### INSTRUCTIONS TO FOLLOW
Using the entries below, write out the line with "repository 7c3b394665016078", the line with "let path = app.parameters_file();", and every line in between, exactly as each is written.
= = = =
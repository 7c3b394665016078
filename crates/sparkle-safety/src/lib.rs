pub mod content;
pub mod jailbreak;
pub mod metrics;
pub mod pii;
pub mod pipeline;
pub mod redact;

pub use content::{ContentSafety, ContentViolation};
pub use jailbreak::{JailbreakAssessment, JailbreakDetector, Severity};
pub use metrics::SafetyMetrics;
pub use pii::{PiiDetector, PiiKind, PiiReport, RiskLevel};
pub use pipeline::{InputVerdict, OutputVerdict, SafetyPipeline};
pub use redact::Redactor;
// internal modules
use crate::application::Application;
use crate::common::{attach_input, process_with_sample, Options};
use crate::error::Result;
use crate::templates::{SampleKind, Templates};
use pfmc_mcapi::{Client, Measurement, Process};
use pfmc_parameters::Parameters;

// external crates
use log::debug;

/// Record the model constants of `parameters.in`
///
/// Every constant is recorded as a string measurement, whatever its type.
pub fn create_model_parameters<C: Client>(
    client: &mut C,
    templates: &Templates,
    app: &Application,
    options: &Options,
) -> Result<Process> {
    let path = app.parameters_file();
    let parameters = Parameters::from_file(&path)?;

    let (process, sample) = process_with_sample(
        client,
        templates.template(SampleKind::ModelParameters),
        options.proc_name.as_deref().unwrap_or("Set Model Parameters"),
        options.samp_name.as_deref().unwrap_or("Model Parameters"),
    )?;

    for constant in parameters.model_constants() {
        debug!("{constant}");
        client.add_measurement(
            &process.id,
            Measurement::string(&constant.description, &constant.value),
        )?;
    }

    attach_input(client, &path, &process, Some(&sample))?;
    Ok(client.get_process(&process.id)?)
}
= = = =
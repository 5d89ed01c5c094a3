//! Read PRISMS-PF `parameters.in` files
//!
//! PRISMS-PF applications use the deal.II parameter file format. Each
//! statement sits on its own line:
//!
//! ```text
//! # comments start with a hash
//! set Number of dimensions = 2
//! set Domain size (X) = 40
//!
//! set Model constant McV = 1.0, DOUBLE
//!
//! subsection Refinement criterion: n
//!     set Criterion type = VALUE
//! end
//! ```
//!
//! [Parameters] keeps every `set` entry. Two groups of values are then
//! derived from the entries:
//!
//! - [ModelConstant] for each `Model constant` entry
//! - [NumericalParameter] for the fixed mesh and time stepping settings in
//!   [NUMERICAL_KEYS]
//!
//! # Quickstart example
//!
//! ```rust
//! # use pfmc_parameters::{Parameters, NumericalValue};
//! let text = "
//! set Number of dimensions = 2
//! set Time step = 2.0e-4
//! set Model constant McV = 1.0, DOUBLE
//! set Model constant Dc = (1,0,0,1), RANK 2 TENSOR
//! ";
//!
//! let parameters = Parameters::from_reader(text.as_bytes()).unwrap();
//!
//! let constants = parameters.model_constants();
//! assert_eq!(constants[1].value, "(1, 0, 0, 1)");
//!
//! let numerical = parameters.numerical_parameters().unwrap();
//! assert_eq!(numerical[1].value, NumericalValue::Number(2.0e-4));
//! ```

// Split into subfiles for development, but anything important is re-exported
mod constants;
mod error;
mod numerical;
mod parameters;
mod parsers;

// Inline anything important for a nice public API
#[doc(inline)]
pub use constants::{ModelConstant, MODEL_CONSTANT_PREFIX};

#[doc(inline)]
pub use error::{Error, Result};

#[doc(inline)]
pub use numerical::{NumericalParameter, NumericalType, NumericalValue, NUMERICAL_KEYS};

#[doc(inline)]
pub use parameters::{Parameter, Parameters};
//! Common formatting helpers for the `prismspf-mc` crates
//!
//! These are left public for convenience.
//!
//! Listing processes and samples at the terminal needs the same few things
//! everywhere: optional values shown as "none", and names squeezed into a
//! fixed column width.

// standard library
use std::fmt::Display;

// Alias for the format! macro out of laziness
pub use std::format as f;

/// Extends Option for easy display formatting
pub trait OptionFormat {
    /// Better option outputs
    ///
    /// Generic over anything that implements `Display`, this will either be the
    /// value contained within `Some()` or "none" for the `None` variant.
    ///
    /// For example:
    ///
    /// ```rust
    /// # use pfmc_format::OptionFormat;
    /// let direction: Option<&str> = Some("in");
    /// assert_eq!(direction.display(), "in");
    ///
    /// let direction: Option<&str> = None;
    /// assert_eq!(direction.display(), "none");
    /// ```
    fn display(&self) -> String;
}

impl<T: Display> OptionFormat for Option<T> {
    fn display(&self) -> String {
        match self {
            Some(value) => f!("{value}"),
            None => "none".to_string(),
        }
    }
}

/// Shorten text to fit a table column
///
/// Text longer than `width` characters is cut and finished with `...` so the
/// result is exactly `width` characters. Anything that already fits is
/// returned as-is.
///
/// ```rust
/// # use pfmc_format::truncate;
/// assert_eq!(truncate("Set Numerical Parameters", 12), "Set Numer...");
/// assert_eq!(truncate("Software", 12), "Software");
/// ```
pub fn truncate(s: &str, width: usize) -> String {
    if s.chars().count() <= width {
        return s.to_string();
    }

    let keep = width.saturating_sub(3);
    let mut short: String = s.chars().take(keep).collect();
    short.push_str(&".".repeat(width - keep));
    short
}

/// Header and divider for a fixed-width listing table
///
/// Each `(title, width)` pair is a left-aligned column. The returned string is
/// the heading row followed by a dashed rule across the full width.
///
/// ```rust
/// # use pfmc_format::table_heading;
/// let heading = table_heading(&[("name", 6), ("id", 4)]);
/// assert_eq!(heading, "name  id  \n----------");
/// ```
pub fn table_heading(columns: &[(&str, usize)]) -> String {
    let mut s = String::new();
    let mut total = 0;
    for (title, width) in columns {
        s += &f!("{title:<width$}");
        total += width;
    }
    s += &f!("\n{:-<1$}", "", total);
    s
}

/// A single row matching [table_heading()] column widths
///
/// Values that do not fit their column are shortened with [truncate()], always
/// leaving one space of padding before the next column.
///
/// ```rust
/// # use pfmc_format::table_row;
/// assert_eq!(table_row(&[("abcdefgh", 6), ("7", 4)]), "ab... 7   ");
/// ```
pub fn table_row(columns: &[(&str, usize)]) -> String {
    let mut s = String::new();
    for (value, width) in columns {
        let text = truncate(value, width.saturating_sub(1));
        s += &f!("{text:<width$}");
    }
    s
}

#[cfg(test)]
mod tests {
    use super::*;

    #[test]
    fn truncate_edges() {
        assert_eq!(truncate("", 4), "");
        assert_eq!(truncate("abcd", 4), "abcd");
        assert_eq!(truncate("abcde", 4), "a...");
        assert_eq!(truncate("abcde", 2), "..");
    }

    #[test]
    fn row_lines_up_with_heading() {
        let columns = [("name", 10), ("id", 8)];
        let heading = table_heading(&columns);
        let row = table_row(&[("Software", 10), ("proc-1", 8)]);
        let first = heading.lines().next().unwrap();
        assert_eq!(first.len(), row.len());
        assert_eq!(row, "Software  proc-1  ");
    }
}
= = = =
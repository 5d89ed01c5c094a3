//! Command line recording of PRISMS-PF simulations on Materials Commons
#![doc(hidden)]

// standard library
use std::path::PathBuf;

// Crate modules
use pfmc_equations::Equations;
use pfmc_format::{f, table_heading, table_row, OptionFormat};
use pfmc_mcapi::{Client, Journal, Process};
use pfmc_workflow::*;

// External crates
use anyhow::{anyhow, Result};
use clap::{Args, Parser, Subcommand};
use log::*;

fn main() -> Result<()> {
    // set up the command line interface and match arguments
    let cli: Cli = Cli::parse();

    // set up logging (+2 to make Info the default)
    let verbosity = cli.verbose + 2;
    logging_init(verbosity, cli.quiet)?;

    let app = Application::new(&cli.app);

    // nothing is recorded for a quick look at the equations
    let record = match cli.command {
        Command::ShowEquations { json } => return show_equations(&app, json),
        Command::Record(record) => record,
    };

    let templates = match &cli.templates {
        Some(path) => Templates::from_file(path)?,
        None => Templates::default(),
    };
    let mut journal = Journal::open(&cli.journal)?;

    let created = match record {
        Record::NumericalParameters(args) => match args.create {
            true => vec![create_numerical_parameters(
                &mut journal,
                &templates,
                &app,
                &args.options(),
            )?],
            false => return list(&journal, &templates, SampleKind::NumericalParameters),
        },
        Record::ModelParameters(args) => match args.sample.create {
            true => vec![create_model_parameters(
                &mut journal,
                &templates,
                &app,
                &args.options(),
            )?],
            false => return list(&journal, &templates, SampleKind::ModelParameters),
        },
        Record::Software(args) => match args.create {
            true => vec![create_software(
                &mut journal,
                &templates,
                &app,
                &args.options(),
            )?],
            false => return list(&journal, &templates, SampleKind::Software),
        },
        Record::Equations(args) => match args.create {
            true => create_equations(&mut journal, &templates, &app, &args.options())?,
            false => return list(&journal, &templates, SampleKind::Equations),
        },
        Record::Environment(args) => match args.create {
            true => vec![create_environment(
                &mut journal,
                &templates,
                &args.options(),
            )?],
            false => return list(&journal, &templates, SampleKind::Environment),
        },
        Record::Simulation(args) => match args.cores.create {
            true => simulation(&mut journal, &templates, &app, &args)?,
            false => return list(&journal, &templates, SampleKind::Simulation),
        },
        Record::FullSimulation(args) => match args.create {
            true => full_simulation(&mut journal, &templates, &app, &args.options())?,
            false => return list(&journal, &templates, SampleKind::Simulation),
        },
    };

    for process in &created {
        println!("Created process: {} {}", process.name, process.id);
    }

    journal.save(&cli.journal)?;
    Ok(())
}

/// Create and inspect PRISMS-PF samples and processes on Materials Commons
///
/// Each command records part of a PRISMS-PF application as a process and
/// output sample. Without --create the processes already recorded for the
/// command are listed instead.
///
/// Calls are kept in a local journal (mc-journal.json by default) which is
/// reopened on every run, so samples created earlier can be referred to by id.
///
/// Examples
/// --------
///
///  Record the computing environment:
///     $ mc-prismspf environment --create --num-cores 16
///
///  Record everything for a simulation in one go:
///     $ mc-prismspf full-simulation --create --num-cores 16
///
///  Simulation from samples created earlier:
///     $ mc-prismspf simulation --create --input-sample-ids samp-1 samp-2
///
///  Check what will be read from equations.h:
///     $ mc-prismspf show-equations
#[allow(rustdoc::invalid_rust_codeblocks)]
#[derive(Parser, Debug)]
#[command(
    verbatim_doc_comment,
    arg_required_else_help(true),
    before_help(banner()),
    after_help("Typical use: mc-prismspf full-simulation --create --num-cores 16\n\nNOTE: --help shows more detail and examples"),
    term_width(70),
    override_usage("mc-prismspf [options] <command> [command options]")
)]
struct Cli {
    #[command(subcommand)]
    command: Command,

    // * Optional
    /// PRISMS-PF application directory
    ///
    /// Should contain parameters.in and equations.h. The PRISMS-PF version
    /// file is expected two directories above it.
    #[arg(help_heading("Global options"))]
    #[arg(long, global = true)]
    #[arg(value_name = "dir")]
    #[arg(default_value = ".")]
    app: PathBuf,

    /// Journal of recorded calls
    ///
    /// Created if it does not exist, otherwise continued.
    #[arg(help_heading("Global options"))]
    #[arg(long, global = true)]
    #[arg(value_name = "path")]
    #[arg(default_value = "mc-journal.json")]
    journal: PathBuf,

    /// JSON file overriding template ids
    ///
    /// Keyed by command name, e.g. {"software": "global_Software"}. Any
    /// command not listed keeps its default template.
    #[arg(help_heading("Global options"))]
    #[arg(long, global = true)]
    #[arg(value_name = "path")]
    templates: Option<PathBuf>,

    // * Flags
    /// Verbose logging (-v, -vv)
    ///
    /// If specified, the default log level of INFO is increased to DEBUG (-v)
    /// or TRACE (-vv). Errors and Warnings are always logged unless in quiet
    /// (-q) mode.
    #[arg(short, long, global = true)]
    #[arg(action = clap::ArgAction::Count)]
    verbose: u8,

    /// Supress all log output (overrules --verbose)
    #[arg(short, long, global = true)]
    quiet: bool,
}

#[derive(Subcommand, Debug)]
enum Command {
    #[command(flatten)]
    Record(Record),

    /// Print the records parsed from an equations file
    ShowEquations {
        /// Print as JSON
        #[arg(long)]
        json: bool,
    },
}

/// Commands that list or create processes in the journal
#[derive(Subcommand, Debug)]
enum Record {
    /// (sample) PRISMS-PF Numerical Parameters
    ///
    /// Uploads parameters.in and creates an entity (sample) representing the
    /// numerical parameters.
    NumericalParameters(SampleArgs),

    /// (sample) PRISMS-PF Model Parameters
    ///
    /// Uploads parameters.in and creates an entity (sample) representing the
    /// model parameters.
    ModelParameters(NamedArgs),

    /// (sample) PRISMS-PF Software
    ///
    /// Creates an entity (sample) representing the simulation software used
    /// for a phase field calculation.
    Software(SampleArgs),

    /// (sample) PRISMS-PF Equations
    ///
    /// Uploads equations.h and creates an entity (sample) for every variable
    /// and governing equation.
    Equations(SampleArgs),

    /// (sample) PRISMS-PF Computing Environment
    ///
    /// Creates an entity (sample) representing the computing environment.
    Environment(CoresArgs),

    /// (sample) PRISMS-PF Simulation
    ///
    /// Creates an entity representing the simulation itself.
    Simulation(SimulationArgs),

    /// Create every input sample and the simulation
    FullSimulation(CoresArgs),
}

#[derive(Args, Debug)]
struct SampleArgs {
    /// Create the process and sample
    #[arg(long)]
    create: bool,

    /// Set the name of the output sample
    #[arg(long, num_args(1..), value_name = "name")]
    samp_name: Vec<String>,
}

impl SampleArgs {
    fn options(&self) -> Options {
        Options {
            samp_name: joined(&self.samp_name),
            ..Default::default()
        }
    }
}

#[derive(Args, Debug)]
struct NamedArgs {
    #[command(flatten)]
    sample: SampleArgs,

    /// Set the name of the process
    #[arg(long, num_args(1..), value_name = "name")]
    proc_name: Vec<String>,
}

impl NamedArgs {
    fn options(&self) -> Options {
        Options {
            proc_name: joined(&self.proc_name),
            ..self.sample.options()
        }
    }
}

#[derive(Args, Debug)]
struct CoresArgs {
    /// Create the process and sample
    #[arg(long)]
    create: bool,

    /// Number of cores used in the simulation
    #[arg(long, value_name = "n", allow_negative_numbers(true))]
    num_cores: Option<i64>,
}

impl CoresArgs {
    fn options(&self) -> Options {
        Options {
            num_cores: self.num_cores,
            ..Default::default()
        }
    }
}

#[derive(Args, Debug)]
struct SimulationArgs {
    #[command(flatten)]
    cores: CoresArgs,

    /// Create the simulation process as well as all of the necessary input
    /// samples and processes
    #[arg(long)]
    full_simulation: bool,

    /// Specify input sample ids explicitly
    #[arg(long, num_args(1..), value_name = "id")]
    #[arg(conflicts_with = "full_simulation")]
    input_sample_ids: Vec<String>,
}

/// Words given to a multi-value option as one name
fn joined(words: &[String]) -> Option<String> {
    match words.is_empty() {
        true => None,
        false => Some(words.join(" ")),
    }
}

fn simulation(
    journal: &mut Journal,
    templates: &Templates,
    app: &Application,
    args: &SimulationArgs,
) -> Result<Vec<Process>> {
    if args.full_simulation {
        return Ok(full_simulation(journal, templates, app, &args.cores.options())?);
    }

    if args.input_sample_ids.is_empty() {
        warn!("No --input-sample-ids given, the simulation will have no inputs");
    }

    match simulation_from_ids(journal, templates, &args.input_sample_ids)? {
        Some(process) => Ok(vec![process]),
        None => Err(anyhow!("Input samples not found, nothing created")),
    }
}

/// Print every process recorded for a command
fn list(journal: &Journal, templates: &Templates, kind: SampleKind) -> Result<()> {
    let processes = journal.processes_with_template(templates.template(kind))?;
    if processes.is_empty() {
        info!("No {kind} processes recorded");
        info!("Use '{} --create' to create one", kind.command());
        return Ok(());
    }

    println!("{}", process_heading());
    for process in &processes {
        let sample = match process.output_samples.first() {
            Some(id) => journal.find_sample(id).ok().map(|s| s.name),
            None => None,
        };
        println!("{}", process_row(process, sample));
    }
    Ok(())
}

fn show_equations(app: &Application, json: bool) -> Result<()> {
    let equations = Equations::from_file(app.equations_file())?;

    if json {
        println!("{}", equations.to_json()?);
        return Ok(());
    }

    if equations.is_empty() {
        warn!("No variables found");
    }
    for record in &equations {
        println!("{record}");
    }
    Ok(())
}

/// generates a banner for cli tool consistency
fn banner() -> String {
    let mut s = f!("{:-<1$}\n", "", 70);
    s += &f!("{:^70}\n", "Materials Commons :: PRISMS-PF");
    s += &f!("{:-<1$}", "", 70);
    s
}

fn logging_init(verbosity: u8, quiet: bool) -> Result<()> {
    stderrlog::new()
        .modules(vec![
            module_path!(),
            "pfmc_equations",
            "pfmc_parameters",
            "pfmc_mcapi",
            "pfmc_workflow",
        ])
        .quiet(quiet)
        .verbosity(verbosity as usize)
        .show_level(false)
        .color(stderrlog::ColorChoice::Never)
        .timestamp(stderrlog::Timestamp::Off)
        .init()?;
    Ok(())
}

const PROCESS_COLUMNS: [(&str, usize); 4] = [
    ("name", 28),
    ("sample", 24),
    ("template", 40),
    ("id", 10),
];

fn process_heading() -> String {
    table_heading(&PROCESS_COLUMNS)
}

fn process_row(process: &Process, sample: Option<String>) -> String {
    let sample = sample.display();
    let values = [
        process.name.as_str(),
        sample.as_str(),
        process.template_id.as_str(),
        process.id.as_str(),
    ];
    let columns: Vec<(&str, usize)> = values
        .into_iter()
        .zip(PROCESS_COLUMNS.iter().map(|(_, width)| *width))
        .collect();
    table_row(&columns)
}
= = = =
### RESPONSE
repository 7c3b394665016078
filename crates/sparkle-safety/src/lib.rs
pub mod content;
pub mod jailbreak;
pub mod metrics;
pub mod pii;
pub mod pipeline;
pub mod redact;

pub use content::{ContentSafety, ContentViolation};
pub use jailbreak::{JailbreakAssessment, JailbreakDetector, Severity};
pub use metrics::SafetyMetrics;
pub use pii::{PiiDetector, PiiKind, PiiReport, RiskLevel};
pub use pipeline::{InputVerdict, OutputVerdict, SafetyPipeline};
pub use redact::Redactor;
// internal modules
use crate::application::Application;
use crate::common::{attach_input, process_with_sample, Options};
use crate::error::Result;
use crate::templates::{SampleKind, Templates};
use pfmc_mcapi::{Client, Measurement, Process};
use pfmc_parameters::Parameters;

// external crates
use log::debug;

/// Record the model constants of `parameters.in`
///
/// Every constant is recorded as a string measurement, whatever its type.
pub fn create_model_parameters<C: Client>(
    client: &mut C,
    templates: &Templates,
    app: &Application,
    options: &Options,
) -> Result<Process> {
    let path = app.parameters_file();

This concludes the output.